(Saved entries)
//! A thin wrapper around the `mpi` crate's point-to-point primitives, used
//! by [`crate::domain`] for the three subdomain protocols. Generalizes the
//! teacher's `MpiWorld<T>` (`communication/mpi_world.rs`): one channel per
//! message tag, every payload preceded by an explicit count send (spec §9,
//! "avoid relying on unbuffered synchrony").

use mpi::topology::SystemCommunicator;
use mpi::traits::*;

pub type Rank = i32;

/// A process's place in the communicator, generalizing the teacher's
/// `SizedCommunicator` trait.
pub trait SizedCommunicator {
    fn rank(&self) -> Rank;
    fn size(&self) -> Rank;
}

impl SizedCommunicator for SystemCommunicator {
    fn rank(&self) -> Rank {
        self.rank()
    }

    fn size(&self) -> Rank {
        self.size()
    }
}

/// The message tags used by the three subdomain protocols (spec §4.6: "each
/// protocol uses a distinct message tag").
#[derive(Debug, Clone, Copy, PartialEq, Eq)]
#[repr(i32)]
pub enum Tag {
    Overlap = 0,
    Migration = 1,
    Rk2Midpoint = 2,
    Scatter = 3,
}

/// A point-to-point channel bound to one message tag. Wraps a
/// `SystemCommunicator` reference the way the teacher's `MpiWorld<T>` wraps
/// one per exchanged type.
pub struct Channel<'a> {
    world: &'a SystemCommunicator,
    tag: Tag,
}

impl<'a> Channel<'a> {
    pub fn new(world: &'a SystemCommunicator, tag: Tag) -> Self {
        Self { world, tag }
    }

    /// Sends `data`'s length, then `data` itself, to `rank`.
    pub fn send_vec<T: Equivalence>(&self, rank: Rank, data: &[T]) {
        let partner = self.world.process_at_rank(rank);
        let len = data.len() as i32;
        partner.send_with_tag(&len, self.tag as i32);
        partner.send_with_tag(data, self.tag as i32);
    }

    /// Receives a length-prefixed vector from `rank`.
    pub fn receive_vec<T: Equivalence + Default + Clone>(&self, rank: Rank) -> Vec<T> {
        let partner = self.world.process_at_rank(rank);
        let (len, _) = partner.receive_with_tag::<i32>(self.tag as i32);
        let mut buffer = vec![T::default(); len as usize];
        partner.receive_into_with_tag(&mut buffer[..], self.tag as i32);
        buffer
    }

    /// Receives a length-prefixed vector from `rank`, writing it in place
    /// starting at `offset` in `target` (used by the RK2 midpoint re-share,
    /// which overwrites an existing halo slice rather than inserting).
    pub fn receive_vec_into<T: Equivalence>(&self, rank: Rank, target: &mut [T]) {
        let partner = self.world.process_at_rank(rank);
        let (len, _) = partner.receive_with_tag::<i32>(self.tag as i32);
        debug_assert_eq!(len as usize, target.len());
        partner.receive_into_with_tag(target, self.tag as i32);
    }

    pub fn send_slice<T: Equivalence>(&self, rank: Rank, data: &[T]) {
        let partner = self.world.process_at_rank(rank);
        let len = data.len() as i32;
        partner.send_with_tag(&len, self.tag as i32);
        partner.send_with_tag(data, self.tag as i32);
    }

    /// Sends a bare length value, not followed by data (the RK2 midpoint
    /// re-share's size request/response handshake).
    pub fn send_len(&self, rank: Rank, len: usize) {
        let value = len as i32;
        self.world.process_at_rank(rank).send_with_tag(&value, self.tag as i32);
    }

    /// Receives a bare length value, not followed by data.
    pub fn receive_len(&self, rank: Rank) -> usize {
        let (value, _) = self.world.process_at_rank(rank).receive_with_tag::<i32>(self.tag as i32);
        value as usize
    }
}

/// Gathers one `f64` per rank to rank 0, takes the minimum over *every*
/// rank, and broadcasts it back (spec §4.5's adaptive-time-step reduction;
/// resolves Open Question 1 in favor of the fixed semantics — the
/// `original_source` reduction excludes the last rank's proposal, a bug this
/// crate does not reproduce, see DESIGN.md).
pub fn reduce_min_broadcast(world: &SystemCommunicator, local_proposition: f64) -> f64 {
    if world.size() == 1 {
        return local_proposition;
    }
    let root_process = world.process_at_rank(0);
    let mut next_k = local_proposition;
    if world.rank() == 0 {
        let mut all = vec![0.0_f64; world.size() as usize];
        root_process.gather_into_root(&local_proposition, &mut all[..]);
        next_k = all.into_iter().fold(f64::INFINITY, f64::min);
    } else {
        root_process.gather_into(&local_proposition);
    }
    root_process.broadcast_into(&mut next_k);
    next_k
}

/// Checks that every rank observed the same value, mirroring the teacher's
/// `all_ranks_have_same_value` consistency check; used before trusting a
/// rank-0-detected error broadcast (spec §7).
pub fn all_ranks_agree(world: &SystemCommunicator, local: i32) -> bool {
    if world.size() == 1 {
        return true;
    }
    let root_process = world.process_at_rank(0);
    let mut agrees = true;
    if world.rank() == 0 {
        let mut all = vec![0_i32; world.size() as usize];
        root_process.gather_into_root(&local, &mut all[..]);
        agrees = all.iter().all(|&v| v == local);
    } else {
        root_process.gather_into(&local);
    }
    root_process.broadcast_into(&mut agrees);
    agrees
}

▶ **EXERCISE AIM**:
Leave out every line above except those from the line with "reference the way" up to and including the line with "pub fn send_vec<T: Equivalence>(&self, rank: Rank, data: &[T])", and copy those exactly.

▶ **TASK RESULT**:
/// `SystemCommunicator` reference the way the teacher's `MpiWorld<T>` wraps
/// one per exchanged type.
pub struct Channel<'a> {
    world: &'a SystemCommunicator,
    tag: Tag,
}

impl<'a> Channel<'a> {
    pub fn new(world: &'a SystemCommunicator, tag: Tag) -> Self {
        Self { world, tag }
    }

    /// Sends `data`'s length, then `data` itself, to `rank`.
    pub fn send_vec<T: Equivalence>(&self, rank: Rank, data: &[T]) {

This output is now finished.